Prom Past and Present


Image from the 1937 Hi-S-Potts Yearbook

Ah, prom. A formal dance that can be held at any time of the school year where students rush to get their best dresses or tuxes, struggle to find a date and get pictures that they’ll either cherish forever or be one of the sources of their many teenage regrets.

Prom’s been a pop culture staple of coming-of-age stories and teen romances for decades, yet many teens do not know the event’s past.

The word “prom” is short for “promenade” or an event for college-age students that originally had its roots in debutante balls way back in the late 19th century. These fancy parties held for the rich were meant to introduce wealthy daughters to the high society and potential spouses who had vast fortunes. Debutante balls were often racially segregated.

School dances were introduced to high school students in the 1920s. In the 1927 edition of the Hi-S-Potts yearbook, there is a description of an “Athletic Association Dance” held at the “Holly Garden.” According to the text, “the Christmas spirit was embodied in the decorations of the hall.” 

The text also discusses a “Junior Prom”. “Last year, when the Class of 1927 was a Junior Class, it tried to promote a Junior Prom. We are sorry to say that it never materialized. This year, however, the ever-preppy juniors came to the front with plans of a class “hop” to be given on April 22,1927, at the Holly Garden, in honor of the Class of 1927.”

In some areas, proms were off the market for a while in the 1930s. However, at PAHS there were dances and proms held in 1934 and 1937 according to the yearbook.

They were brought back in full swing in the 1950s, when a post-war economic boom and a consumer market geared towards teenagers made proms a mainstay – and a place where only the boys were allowed to ask out the girls. 

Today, invitations to prom can be given by boys or girls. Many choose to use “prompsals” to ask for a date.

“I really enjoy hearing about promposals, especially when they are creative ones,” senior Daphnee Saint Juste said.

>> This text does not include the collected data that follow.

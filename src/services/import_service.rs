use std::{
    collections::BTreeSet,
    path::{Path, PathBuf},
    sync::Arc,
};

use anyhow::Result;
use chrono::Utc;
use sea_orm::{ConnectionTrait, TransactionTrait};
use serde::Serialize;
use tracing::{error, info, warn};

use crate::{
    catalog::SchemaReader,
    config::Settings,
    db::Session,
    delta::{DdlPlan, LiveSchema, build_plan, diff_tables},
    loader::ModelLoader,
    services::{
        backup_service::backup_tables,
        confirm::{Confirmer, Question},
        ddl_executor::execute_plan,
        verifier::verify_tables,
    },
    types::{BackupManifest, DiffResult, ModelRegistry, SyncPhase, TableVerification},
    utils::{ProgressReporter, time::elapsed_since},
};

#[derive(Clone, Copy, Debug, PartialEq, Eq, Default, Serialize)]
pub enum BackupPolicy {
    /// Ask through the confirmer.
    #[default]
    Ask,
    Always,
    Never,
}

#[derive(Debug, Clone)]
pub struct ImportOptions {
    pub models_path: PathBuf,
    pub prefix: String,
    pub backup: BackupPolicy,
    /// Stop after planning.
    pub dry_run: bool,
}

impl ImportOptions {
    pub fn from_settings(settings: &Settings) -> Self {
        Self {
            models_path: PathBuf::from(&settings.models.path),
            prefix: settings.models.prefix.clone(),
            backup: BackupPolicy::Ask,
            dry_run: false,
        }
    }
}

#[derive(Debug, Clone, Default, Serialize)]
pub struct ImportReport {
    /// Where the run stopped: `Verified`, `Cancelled`, or `Idle` when there
    /// was nothing to do or the run was dry.
    pub phase: SyncPhase,
    pub diff: DiffResult,
    pub plan: DdlPlan,
    pub backup: Option<BackupManifest>,
    pub verification: Vec<TableVerification>,
    pub duration: String,
}

/// Logs every phase change of one import run.
struct PhaseTracker {
    phase: SyncPhase,
}

impl PhaseTracker {
    fn new() -> Self {
        Self {
            phase: SyncPhase::Idle,
        }
    }

    fn advance(&mut self, next: SyncPhase) {
        if !self.phase.can_advance_to(next) {
            warn!("Unexpected phase change {} → {}", self.phase, next);
        }
        info!("{} → {}", self.phase.to_colored_string(), next.to_colored_string());
        self.phase = next;
    }

    fn fail(&mut self, err: &anyhow::Error) {
        error!("❌ Import failed during {}: {:#}", self.phase, err);
        self.advance(SyncPhase::Failed);
    }
}

/// Model Loader → Diff Reporter → confirmation → Backup Writer → DDL Executor → Verifier.
pub struct ImportService {
    settings: Settings,
    confirmer: Arc<dyn Confirmer>,
}

impl ImportService {
    pub fn new(settings: Settings, confirmer: Arc<dyn Confirmer>) -> Self {
        Self {
            settings,
            confirmer,
        }
    }

    pub async fn run(&self, options: &ImportOptions, progress: &ProgressReporter) -> Result<ImportReport> {
        progress.report(format!("Connecting to {}...", self.settings.database.target()));
        let session = Session::open(&self.settings.database).await?;

        let result = self.import_with(session.conn(), options, progress).await;
        session.close().await;
        result
    }

    /// Runs the import over an already open connection.
    pub async fn import_with<C>(
        &self,
        db: &C,
        options: &ImportOptions,
        progress: &ProgressReporter,
    ) -> Result<ImportReport>
    where
        C: ConnectionTrait + TransactionTrait,
    {
        let started_at = Utc::now();
        let mut tracker = PhaseTracker::new();
        tracker.advance(SyncPhase::Connected);

        match self.import_phases(db, options, progress, &mut tracker).await {
            Ok(mut report) => {
                report.duration = elapsed_since(started_at);
                info!("Import finished as {} in {}", report.phase, report.duration);
                if report.phase != SyncPhase::Idle {
                    tracker.advance(SyncPhase::Idle);
                }
                Ok(report)
            }
            Err(err) => {
                tracker.fail(&err);
                Err(err)
            }
        }
    }

    async fn import_phases<C>(
        &self,
        db: &C,
        options: &ImportOptions,
        progress: &ProgressReporter,
        tracker: &mut PhaseTracker,
    ) -> Result<ImportReport>
    where
        C: ConnectionTrait + TransactionTrait,
    {
        let schema = &self.settings.database.schema;
        let mut report = ImportReport::default();

        progress.report(format!("Loading models from {}...", options.models_path.display()));
        let registry = ModelLoader::new(&options.prefix).load(&options.models_path)?;
        info!("📦 Loaded {} entities", registry.len());
        tracker.advance(SyncPhase::ModelsLoaded);

        progress.report("Comparing with the database...");
        let (diff, live_tables) = self.diff_registry(db, &registry, &options.prefix).await?;
        report.diff = diff;
        tracker.advance(SyncPhase::Diffed);

        let reader = SchemaReader::new(db, schema.clone());
        let mut live = LiveSchema {
            tables: live_tables,
            ..Default::default()
        };
        for table in &report.diff.existing {
            if let Some(descriptor) = reader.reflect_table(table).await? {
                live.reflected.insert(table.clone(), descriptor);
            }
        }

        report.plan = build_plan(&registry, &report.diff, &live, schema);
        if report.plan.is_empty() {
            info!("✅ Database already matches the models, nothing to do");
            tracker.advance(SyncPhase::Idle);
            report.phase = SyncPhase::Idle;
            return Ok(report);
        }
        if options.dry_run {
            info!("Dry run: {} statement(s) planned, nothing applied", report.plan.len());
            tracker.advance(SyncPhase::Idle);
            report.phase = SyncPhase::Idle;
            return Ok(report);
        }

        if !self.confirmer.confirm(&Question::apply_changes(&report.diff))? {
            info!("Import cancelled, no changes made");
            tracker.advance(SyncPhase::Cancelled);
            report.phase = SyncPhase::Cancelled;
            return Ok(report);
        }

        let altered: Vec<String> = report
            .diff
            .existing
            .iter()
            .filter(|t| report.plan.statements.iter().any(|s| &s.table == *t))
            .cloned()
            .collect();
        if !altered.is_empty() && self.should_back_up(options.backup, &altered)? {
            let manifest = backup_tables(
                db,
                schema,
                Path::new(&self.settings.backup.dir),
                &altered,
                progress,
            )
            .await?;
            report.backup = Some(manifest);
            tracker.advance(SyncPhase::BackedUp);
        }

        execute_plan(db, &report.plan, progress).await?;
        tracker.advance(SyncPhase::TablesCreated);

        progress.report("Verifying...");
        report.verification =
            verify_tables(db, schema, &registry, &report.diff.affected()).await?;
        tracker.advance(SyncPhase::Verified);
        report.phase = SyncPhase::Verified;

        Ok(report)
    }

    fn should_back_up(&self, policy: BackupPolicy, tables: &[String]) -> Result<bool> {
        match policy {
            BackupPolicy::Always => Ok(true),
            BackupPolicy::Never => {
                warn!("⚠️ Skipping backup of {} existing table(s)", tables.len());
                Ok(false)
            }
            BackupPolicy::Ask => self.confirmer.confirm(&Question::BackupExisting {
                tables: tables.to_vec(),
            }),
        }
    }

    async fn diff_registry<C: ConnectionTrait>(
        &self,
        db: &C,
        registry: &ModelRegistry,
        prefix: &str,
    ) -> Result<(DiffResult, BTreeSet<String>)> {
        let reader = SchemaReader::new(db, self.settings.database.schema.clone());
        let live: BTreeSet<String> = reader.list_tables().await?.into_iter().collect();
        let model = registry.table_names();

        let diff = diff_tables(
            model.iter().map(String::as_str),
            live.iter().map(String::as_str),
            prefix,
        );
        info!(
            "🔍 {} new, {} existing, {} orphaned table(s)",
            diff.new.len(),
            diff.existing.len(),
            diff.orphaned.len()
        );
        for table in &diff.orphaned {
            warn!("⚠️ {} is not in the models; it is left untouched", table);
        }
        Ok((diff, live))
    }

    /// Loads the models and reports how they line up with the database.
    pub async fn diff(&self, options: &ImportOptions) -> Result<(ModelRegistry, DiffResult)> {
        let session = Session::open(&self.settings.database).await?;
        let result = self.diff_with(session.conn(), options).await;
        session.close().await;
        result
    }

    pub async fn diff_with<C: ConnectionTrait>(
        &self,
        db: &C,
        options: &ImportOptions,
    ) -> Result<(ModelRegistry, DiffResult)> {
        let registry = ModelLoader::new(&options.prefix).load(&options.models_path)?;
        let (diff, _) = self.diff_registry(db, &registry, &options.prefix).await?;
        Ok((registry, diff))
    }

    /// Compares every modelled table with the database without changing anything.
    pub async fn verify(&self, options: &ImportOptions) -> Result<Vec<TableVerification>> {
        let session = Session::open(&self.settings.database).await?;
        let result = self.verify_with(session.conn(), options).await;
        session.close().await;
        result
    }

    pub async fn verify_with<C: ConnectionTrait>(
        &self,
        db: &C,
        options: &ImportOptions,
    ) -> Result<Vec<TableVerification>> {
        let registry = ModelLoader::new(&options.prefix).load(&options.models_path)?;
        let tables: Vec<String> = registry.table_names().into_iter().collect();
        Ok(verify_tables(db, &self.settings.database.schema, &registry, &tables).await?)
    }
}
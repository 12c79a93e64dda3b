use std::time::Duration;

use sea_orm::{ConnectOptions, Database, DatabaseConnection};
use tracing::{info, warn};

use crate::{config::DatabaseConfig, errors::SyncError};

/// The single connection of a run. Open it first, hand `conn()` to the
/// services, and `close()` it on every exit path.
pub struct Session {
    conn: DatabaseConnection,
    target: String,
}

impl Session {
    pub async fn open(config: &DatabaseConfig) -> Result<Self, SyncError> {
        let target = config.target();

        let mut options = ConnectOptions::new(config.url());
        options
            .max_connections(1)
            .min_connections(1)
            .connect_timeout(Duration::from_secs(config.connect_timeout))
            .sqlx_logging(false);

        let conn = Database::connect(options)
            .await
            .map_err(|source| SyncError::Connection {
                target: target.clone(),
                source,
            })?;

        conn.ping().await.map_err(|source| SyncError::Connection {
            target: target.clone(),
            source,
        })?;

        info!("🔌 Connected to {} as {}", target, config.username);
        Ok(Self { conn, target })
    }

    pub fn conn(&self) -> &DatabaseConnection {
        &self.conn
    }

    pub fn target(&self) -> &str {
        &self.target
    }

    pub async fn close(self) {
        match self.conn.close().await {
            Ok(()) => info!("Connection to {} closed", self.target),
            Err(err) => warn!("Failed to close connection to {}: {}", self.target, err),
        }
    }
}
//! Mathematical core: exponential-sum curve generation and view normalization.

pub mod expsum;
pub mod viewport;

pub use expsum::*;
pub use viewport::*;

/// Precondition violations of the math core.
///
/// These are deterministic misuse errors, not transient failures: retrying
/// with the same input cannot succeed, and silently clamping the input would
/// produce a visually wrong curve. They propagate to the caller unmodified.
#[derive(Debug, Clone, PartialEq, Eq)]
pub enum CurveError {
    /// A tuple element is zero or negative (or the tuple is empty).
    InvalidParameter { index: usize, value: Option<i64> },
    /// The view normalizer was given no points.
    EmptyCurve,
    /// The least common multiple of the tuple does not fit in a `u64`.
    LcmOverflow,
}

impl std::fmt::Display for CurveError {
    fn fmt(&self, f: &mut std::fmt::Formatter<'_>) -> std::fmt::Result {
        match self {
            CurveError::InvalidParameter {
                index,
                value: Some(value),
            } => write!(
                f,
                "Invalid curve parameter at position {index}: {value} (only positive integers allowed)."
            ),
            CurveError::InvalidParameter { .. } => {
                write!(f, "Curve parameters must contain at least one value.")
            }
            CurveError::EmptyCurve => write!(f, "Cannot compute a viewport for an empty curve."),
            CurveError::LcmOverflow => {
                write!(f, "Least common multiple of the parameters overflows u64.")
            }
        }
    }
}

impl std::error::Error for CurveError {}

/// Validate a parameter tuple: non-empty, every element positive.
pub fn check_params(params: &[i64]) -> Result<(), CurveError> {
    if params.is_empty() {
        return Err(CurveError::InvalidParameter {
            index: 0,
            value: None,
        });
    }
    for (index, &value) in params.iter().enumerate() {
        if value <= 0 {
            return Err(CurveError::InvalidParameter {
                index,
                value: Some(value),
            });
        }
    }
    Ok(())
}
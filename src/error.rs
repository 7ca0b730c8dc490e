//! Application-level error type.
//!
//! Exit code conventions:
//!
//! - 1: usage/validation errors (bad dates, non-positive numbers)
//! - 2: I/O and image-encoding failures
//! - 3: curve precondition violations surfacing at runtime (indicates a bug
//!   in the calling code, since the CLI validates inputs up front)

use crate::math::CurveError;

#[derive(Clone)]
pub struct AppError {
    exit_code: u8,
    message: String,
}

impl AppError {
    pub fn new(exit_code: u8, message: impl Into<String>) -> Self {
        Self {
            exit_code,
            message: message.into(),
        }
    }

    pub fn exit_code(&self) -> u8 {
        self.exit_code
    }
}

impl std::fmt::Display for AppError {
    fn fmt(&self, f: &mut std::fmt::Formatter<'_>) -> std::fmt::Result {
        write!(f, "{}", self.message)
    }
}

impl std::fmt::Debug for AppError {
    fn fmt(&self, f: &mut std::fmt::Formatter<'_>) -> std::fmt::Result {
        f.debug_struct("AppError")
            .field("exit_code", &self.exit_code)
            .field("message", &self.message)
            .finish()
    }
}

impl std::error::Error for AppError {}

impl From<CurveError> for AppError {
    fn from(err: CurveError) -> Self {
        AppError::new(3, err.to_string())
    }
}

Even though Brown vs the Board of Education was implemented in 1954, some southern schools still went out of their way to hold white and black proms. One of the most famous cases of this happening was Charleston High in Mississippi, which held segregated proms in the 1960s-70s and didn’t stop until 2008 when a documentary was released showing the injustice.

“I think that Charleston High School’s segregated prom is horrible. Segregation should have never occurred let alone continue until 2008,” senior Adam Kelly said.

Meanwhile, the decade between the 80’s and today were pumping out movies like Pretty in Pink and Mean Girls that portrayed prom as a mainstay in teen culture. 

“I think that prom is portrayed very differently in movies than in real life. I think it is very overdramatized in pop culture. I personally believe that prom is always portrayed the same way in all movies and pop culture in general,” senior Jordyn Derbes said.

Mr. William Rhodes, adviser of student council (who runs the Christmas Prom) said, “Lots of people come to prom and the only restrictions are that no adults are allowed. It’s always been very tolerant and inclusive.”

Freshman Genesis Harrison attended the 8th grade prom last year. She said, “Prom should be a place where kids can feel accepted or proud of who they are. It is a place where people can meet, have fun and be happy.”